It's not entirely clear to me how it came to be that these pink shrimp were available "on special" at Seafood Landing. They hail from the imperiled waters of the Gulf of Mexico, and although the species itself had a "stable" existence earlier this year, it's not hard to imagine that they'll be a little more scarce in the months and years to come.
So how did they find their way to this land-locked state, only to be placed on sale like they were going out of style? Perhaps the shrimp trawlers sifted them all out of the water before they could meet their oil-slicked doom. Or maybe Bruce foresaw the BP accident and made the biggest fishmonger futures trade boon in history and was sharing the wealth. No matter what brought them here, I had Old Bay Seasoning and limes at home, waiting to make their sweet and tender acquaintance. Together, with a few other accoutrements, they would become ceviche.
Last year, I met a Mexican civil rights lawyer-cum-painter named Clay. He was helping me fix up my house in Washington DC. We spent a week working side by side and, one day, we spontaneously decided to make ceviche for lunch.

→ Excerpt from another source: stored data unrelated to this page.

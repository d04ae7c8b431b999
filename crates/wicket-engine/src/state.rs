//! Access cycle state machine.
//!
//! One access attempt moves through a fixed set of phases:
//!
//! - `AwaitingPin`: collecting digits, no attempt in flight
//! - `PinSubmitted`: a complete PIN arrived, directory lookup pending
//! - `VerifyingFace`: face verification in progress
//! - `Decided`: the decision exists and is being recorded
//!
//! # Valid Transitions
//!
//! - AwaitingPin → PinSubmitted → VerifyingFace → Decided → AwaitingPin
//! - PinSubmitted → Decided (lookup miss, malformed PIN, or face
//!   verification disabled)
//!
//! Every other transition is rejected, so a grant can never be reached
//! without passing through the decision phase.

use std::collections::VecDeque;
use std::fmt;
use std::time::{Duration, Instant};

use serde::{Deserialize, Serialize};

use wicket_core::{Error, Result};

/// Maximum number of transitions retained for diagnostics.
///
/// A full cycle is four transitions, so this holds the last sixteen
/// access attempts.
const MAX_HISTORY_SIZE: usize = 64;

/// Phase of the current access attempt.
#[derive(Debug, Clone, Copy, PartialEq, Eq, Hash, Serialize, Deserialize)]
#[serde(rename_all = "snake_case")]
pub enum AccessState {
    /// Collecting digits; no attempt in flight.
    AwaitingPin,

    /// A complete PIN was submitted; directory lookup pending.
    PinSubmitted,

    /// Face verification in progress for a matched user.
    VerifyingFace,

    /// The decision exists and is being recorded.
    Decided,
}

impl fmt::Display for AccessState {
    fn fmt(&self, f: &mut fmt::Formatter<'_>) -> fmt::Result {
        let state_str = match self {
            AccessState::AwaitingPin => "AwaitingPin",
            AccessState::PinSubmitted => "PinSubmitted",
            AccessState::VerifyingFace => "VerifyingFace",
            AccessState::Decided => "Decided",
        };
        write!(f, "{state_str}")
    }
}

impl AccessState {
    /// Check if transition to the target state is valid from this one.
    ///
    /// # Examples
    ///
    /// ```
    /// use wicket_engine::AccessState;
    ///
    /// assert!(AccessState::AwaitingPin.can_transition_to(&AccessState::PinSubmitted));
    /// assert!(!AccessState::AwaitingPin.can_transition_to(&AccessState::Decided));
    /// ```
    pub fn can_transition_to(&self, target: &AccessState) -> bool {
        matches!(
            (self, target),
            (AccessState::AwaitingPin, AccessState::PinSubmitted)
                // Lookup miss, malformed PIN, or verification disabled
                // skip the face phase.
                | (AccessState::PinSubmitted, AccessState::VerifyingFace | AccessState::Decided)
                | (AccessState::VerifyingFace, AccessState::Decided)
                | (AccessState::Decided, AccessState::AwaitingPin)
        )
    }
}

/// A single recorded state transition.
#[derive(Debug, Clone, Serialize, Deserialize)]
pub struct CycleTransition {
    /// The state transitioned from.
    pub from: AccessState,

    /// The state transitioned to.
    pub to: AccessState,

    /// When the transition occurred. Not serialized; restored to the
    /// deserialization time since `Instant` is process-specific.
    #[serde(skip, default = "Instant::now")]
    pub at: Instant,
}

impl CycleTransition {
    fn new(from: AccessState, to: AccessState) -> Self {
        Self {
            from,
            to,
            at: Instant::now(),
        }
    }

    /// Time elapsed since this transition occurred.
    pub fn elapsed(&self) -> Duration {
        self.at.elapsed()
    }
}

/// Validated state machine for the access cycle.
///
/// Not thread-safe by design; the engine owns one per device and
/// drives it from a single task.
///
/// # Examples
///
/// ```
/// use wicket_engine::{AccessCycle, AccessState};
///
/// let mut cycle = AccessCycle::new();
/// cycle.transition_to(AccessState::PinSubmitted).unwrap();
/// cycle.transition_to(AccessState::Decided).unwrap();
/// cycle.transition_to(AccessState::AwaitingPin).unwrap();
/// assert_eq!(cycle.history().len(), 3);
/// ```
pub struct AccessCycle {
    current_state: AccessState,
    state_entered_at: Instant,
    history: VecDeque<CycleTransition>,
}

impl AccessCycle {
    /// Create a cycle in the `AwaitingPin` state.
    pub fn new() -> Self {
        Self {
            current_state: AccessState::AwaitingPin,
            state_entered_at: Instant::now(),
            history: VecDeque::with_capacity(MAX_HISTORY_SIZE),
        }
    }

    /// Current phase of the cycle.
    pub fn current_state(&self) -> &AccessState {
        &self.current_state
    }

    /// Time spent in the current phase.
    pub fn time_in_current_state(&self) -> Duration {
        self.state_entered_at.elapsed()
    }

    /// Recent transitions, oldest first.
    pub fn history(&self) -> &VecDeque<CycleTransition> {
        &self.history
    }

    /// Transition to a new phase, validating the move.
    ///
    /// # Errors
    ///
    /// Returns [`Error::InvalidStateTransition`] if the move is not
    /// allowed from the current phase. The cycle is left unchanged.
    pub fn transition_to(&mut self, new_state: AccessState) -> Result<CycleTransition> {
        if !self.current_state.can_transition_to(&new_state) {
            return Err(Error::InvalidStateTransition {
                from: self.current_state.to_string(),
                to: new_state.to_string(),
            });
        }

        let transition = CycleTransition::new(self.current_state, new_state);
        self.perform_state_change(new_state, transition.clone());
        Ok(transition)
    }

    /// Force the cycle back to `AwaitingPin` for error recovery.
    pub fn reset(&mut self) -> CycleTransition {
        let transition = CycleTransition::new(self.current_state, AccessState::AwaitingPin);
        self.perform_state_change(AccessState::AwaitingPin, transition.clone());
        transition
    }

    fn perform_state_change(&mut self, new_state: AccessState, transition: CycleTransition) {
        self.current_state = new_state;
        self.state_entered_at = Instant::now();

        self.history.push_back(transition);
        if self.history.len() > MAX_HISTORY_SIZE {
            self.history.pop_front();
        }
    }
}

impl Default for AccessCycle {
    fn default() -> Self {
        Self::new()
    }
}
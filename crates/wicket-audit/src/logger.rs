//! Two-tier decision logger.

use std::time::Duration;

use tracing::{debug, warn};

use wicket_core::{ControllerConfig, Decision, Error, Result};

use crate::appender::LocalAppend;
use crate::publish::{NoopPublisher, RemotePublish};

/// Records completed access decisions, local tier first.
///
/// `record` serializes the decision to one JSON line, appends it to the
/// local tier, and only then hands the same line to the remote tier on
/// a detached task. The local append is the system of record: its
/// failure is the only way `record` can error. Remote delivery runs
/// under a timeout and logs its own failures without reporting them
/// back.
pub struct EventLogger<A: LocalAppend, P: RemotePublish> {
    appender: A,
    publisher: Option<P>,
    publish_timeout: Duration,
}

impl<A: LocalAppend> EventLogger<A, NoopPublisher> {
    /// Create a logger with no remote tier.
    pub fn local_only(appender: A) -> Self {
        Self {
            appender,
            publisher: None,
            publish_timeout: Duration::ZERO,
        }
    }
}

impl<A: LocalAppend, P: RemotePublish> EventLogger<A, P> {
    /// Create a logger forwarding to a remote sink with the configured
    /// per-record delivery window.
    pub fn new(config: &ControllerConfig, appender: A, publisher: P) -> Self {
        Self {
            appender,
            publisher: Some(publisher),
            publish_timeout: config.publish_timeout(),
        }
    }

    /// Record one decision.
    ///
    /// # Errors
    ///
    /// Returns [`Error::Serialization`] if the decision cannot be
    /// encoded, or [`Error::AuditWrite`] if the local append fails.
    /// Remote delivery failures never surface here.
    pub fn record(&self, decision: &Decision) -> Result<()> {
        let line = serde_json::to_string(decision)
            .map_err(|e| Error::Serialization(e.to_string()))?;

        self.appender
            .append_line(&line)
            .map_err(|e| Error::AuditWrite(e.to_string()))?;

        if let Some(publisher) = &self.publisher {
            let publisher = publisher.clone();
            let timeout = self.publish_timeout;
            tokio::spawn(async move {
                match tokio::time::timeout(timeout, publisher.publish(line)).await {
                    Ok(Ok(())) => debug!("decision forwarded to remote sink"),
                    Ok(Err(e)) => warn!(error = %e, "remote publish failed"),
                    Err(_) => warn!(
                        timeout_ms = timeout.as_millis() as u64,
                        "remote publish timed out"
                    ),
                }
            });
        }

        Ok(())
    }
}
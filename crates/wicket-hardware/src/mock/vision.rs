//! Mock vision backend: detector, matcher, and reference loader.

use crate::error::{HardwareError, Result};
use crate::traits::{FaceDetector, FaceMatcher, ReferenceLoader};
use crate::types::{FaceRegion, RawImage, Rect};
use std::collections::HashMap;
use std::sync::Mutex;
use wicket_core::ImageHandle;

/// Build a small synthetic face region for tests.
fn synthetic_region(seed: u8) -> FaceRegion {
    FaceRegion::new(
        vec![seed; 16],
        Rect {
            x: 0,
            y: 0,
            width: 4,
            height: 4,
        },
    )
}

/// Detector that either always finds a face or never does.
#[derive(Debug, Clone, Copy)]
pub struct MockDetector {
    detects: bool,
}

impl MockDetector {
    /// Detector that finds a face in every frame.
    #[must_use]
    pub fn always() -> Self {
        Self { detects: true }
    }

    /// Detector that never finds a face.
    #[must_use]
    pub fn never() -> Self {
        Self { detects: false }
    }
}

impl FaceDetector for MockDetector {
    fn detect(&self, image: &RawImage) -> Option<FaceRegion> {
        if !self.detects {
            return None;
        }
        let seed = image.pixels.first().copied().unwrap_or(0);
        Some(synthetic_region(seed))
    }
}

/// Matcher that replays scripted scores.
///
/// Scores are consumed per call; the last score repeats once the script
/// is exhausted. An empty script means the matcher faults.
#[derive(Debug)]
pub struct MockMatcher {
    scores: Mutex<Vec<f32>>,
    faulty: bool,
    calls: Mutex<u32>,
}

impl MockMatcher {
    /// Matcher that always produces the given score.
    #[must_use]
    pub fn with_score(score: f32) -> Self {
        Self::with_scores(vec![score])
    }

    /// Matcher that replays the given scores in order, repeating the
    /// last one.
    #[must_use]
    pub fn with_scores(scores: Vec<f32>) -> Self {
        Self {
            scores: Mutex::new(scores),
            faulty: false,
            calls: Mutex::new(0),
        }
    }

    /// Matcher whose every comparison fails.
    #[must_use]
    pub fn failing() -> Self {
        Self {
            scores: Mutex::new(Vec::new()),
            faulty: true,
            calls: Mutex::new(0),
        }
    }

    /// Number of comparisons performed so far.
    #[must_use]
    pub fn call_count(&self) -> u32 {
        *self
            .calls
            .lock()
            .unwrap_or_else(|poisoned| poisoned.into_inner())
    }
}

impl FaceMatcher for MockMatcher {
    fn compare(&self, _reference: &FaceRegion, _live: &FaceRegion) -> Result<f32> {
        *self
            .calls
            .lock()
            .unwrap_or_else(|poisoned| poisoned.into_inner()) += 1;
        if self.faulty {
            return Err(HardwareError::matcher_fault("mock matcher fault"));
        }
        let mut scores = self
            .scores
            .lock()
            .unwrap_or_else(|poisoned| poisoned.into_inner());
        if scores.len() > 1 {
            Ok(scores.remove(0))
        } else {
            scores
                .first()
                .copied()
                .ok_or_else(|| HardwareError::matcher_fault("mock matcher has no scores"))
        }
    }
}

/// Reference loader backed by an in-memory handle map.
///
/// Handles absent from the map fail as unusable references, matching a
/// stored enrollment image with no detectable face.
#[derive(Debug, Default)]
pub struct MockReferenceLoader {
    regions: HashMap<String, FaceRegion>,
}

impl MockReferenceLoader {
    /// Create an empty loader; every lookup fails.
    #[must_use]
    pub fn new() -> Self {
        Self::default()
    }

    /// Register a synthetic enrolled face for a handle.
    pub fn enroll(&mut self, handle: &ImageHandle) -> &mut Self {
        self.regions
            .insert(handle.as_str().to_string(), synthetic_region(7));
        self
    }

    /// Register a specific region for a handle.
    pub fn enroll_region(&mut self, handle: &ImageHandle, region: FaceRegion) -> &mut Self {
        self.regions.insert(handle.as_str().to_string(), region);
        self
    }
}

impl ReferenceLoader for MockReferenceLoader {
    async fn load_reference(&self, handle: &ImageHandle) -> Result<FaceRegion> {
        self.regions.get(handle.as_str()).cloned().ok_or_else(|| {
            HardwareError::reference_unusable(format!("no enrolled face for {}", handle.as_str()))
        })
    }
}
//! YAML front end
//!
//! Loads document text into the generic YAML tree the import merger works
//! on, and decodes the combined tree into the typed document model once it
//! has passed schema validation.

use blueprint_core::error::{BlueprintError, Result};
use blueprint_core::types::Document;
use serde_yaml::Value;
use std::fs;
use std::path::Path;

/// Parse document text into a generic YAML tree
///
/// # Errors
///
/// Returns a `BlueprintError` if the text is not legal YAML or parses to
/// an empty document.
pub fn parse_tree(content: &str) -> Result<Value> {
    let tree: Value = serde_yaml::from_str(content)?;
    if tree.is_null() {
        return Err(BlueprintError::EmptyDocument);
    }
    Ok(tree)
}

/// Read and parse a file into a generic YAML tree
///
/// # Errors
///
/// Returns a `BlueprintError` if the file cannot be read or its content
/// does not parse.
pub fn read_tree(path: &Path) -> Result<Value> {
    let content = fs::read_to_string(path)
        .map_err(|e| BlueprintError::import_open(path.display().to_string(), &e))?;
    parse_tree(&content)
}

/// Decode the combined, schema-validated tree into the typed document model
///
/// # Errors
///
/// Returns a `BlueprintError` if the tree does not fit the document model;
/// the schema validator runs first, so this only surfaces shapes the
/// schema cannot express.
pub fn decode_document(tree: Value) -> Result<Document> {
    serde_yaml::from_value(tree).map_err(|e| {
        BlueprintError::schema_violation(format!("combined document does not decode: {e}"), "")
    })
}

It was a typical day in DC, hot and humid. We were tired and hungry. We had plenty of hardware, but no kitchen utensils. But, where there's a will, there's a way. A bathroom mirror came down and became our cutting board and a Swiss Army Tool our knife. The lime juice was our sanitizer. I felt like McGyver.
We butterflied the shrimp and soaked it in lime juice. Thinly sliced onions and tomatoes went in to add more flavor and acidity. Then a few splashes of soy sauce and a few dashes of Old Bay Seasoning. We used a blow torch to toast thinly sliced garlic and crushed red pepper in a bit of sesame oil -- it smelled heavenly! Ripped up some cilantro, sliced some avocados, tossed everything together with an extra squeeze of lime, and Voila! It is the best thing I could possibly hope to see on the end of a tortilla chip heading towards my mouth. Not to mention, it's hardly the worst possible fate for a shrimp from the Gulf of Mexico.
*N.B. This is a recipe (be)for(e environmental) disaster. If shrimp becomes extinct, I do not recommend that you try this with raw chicken.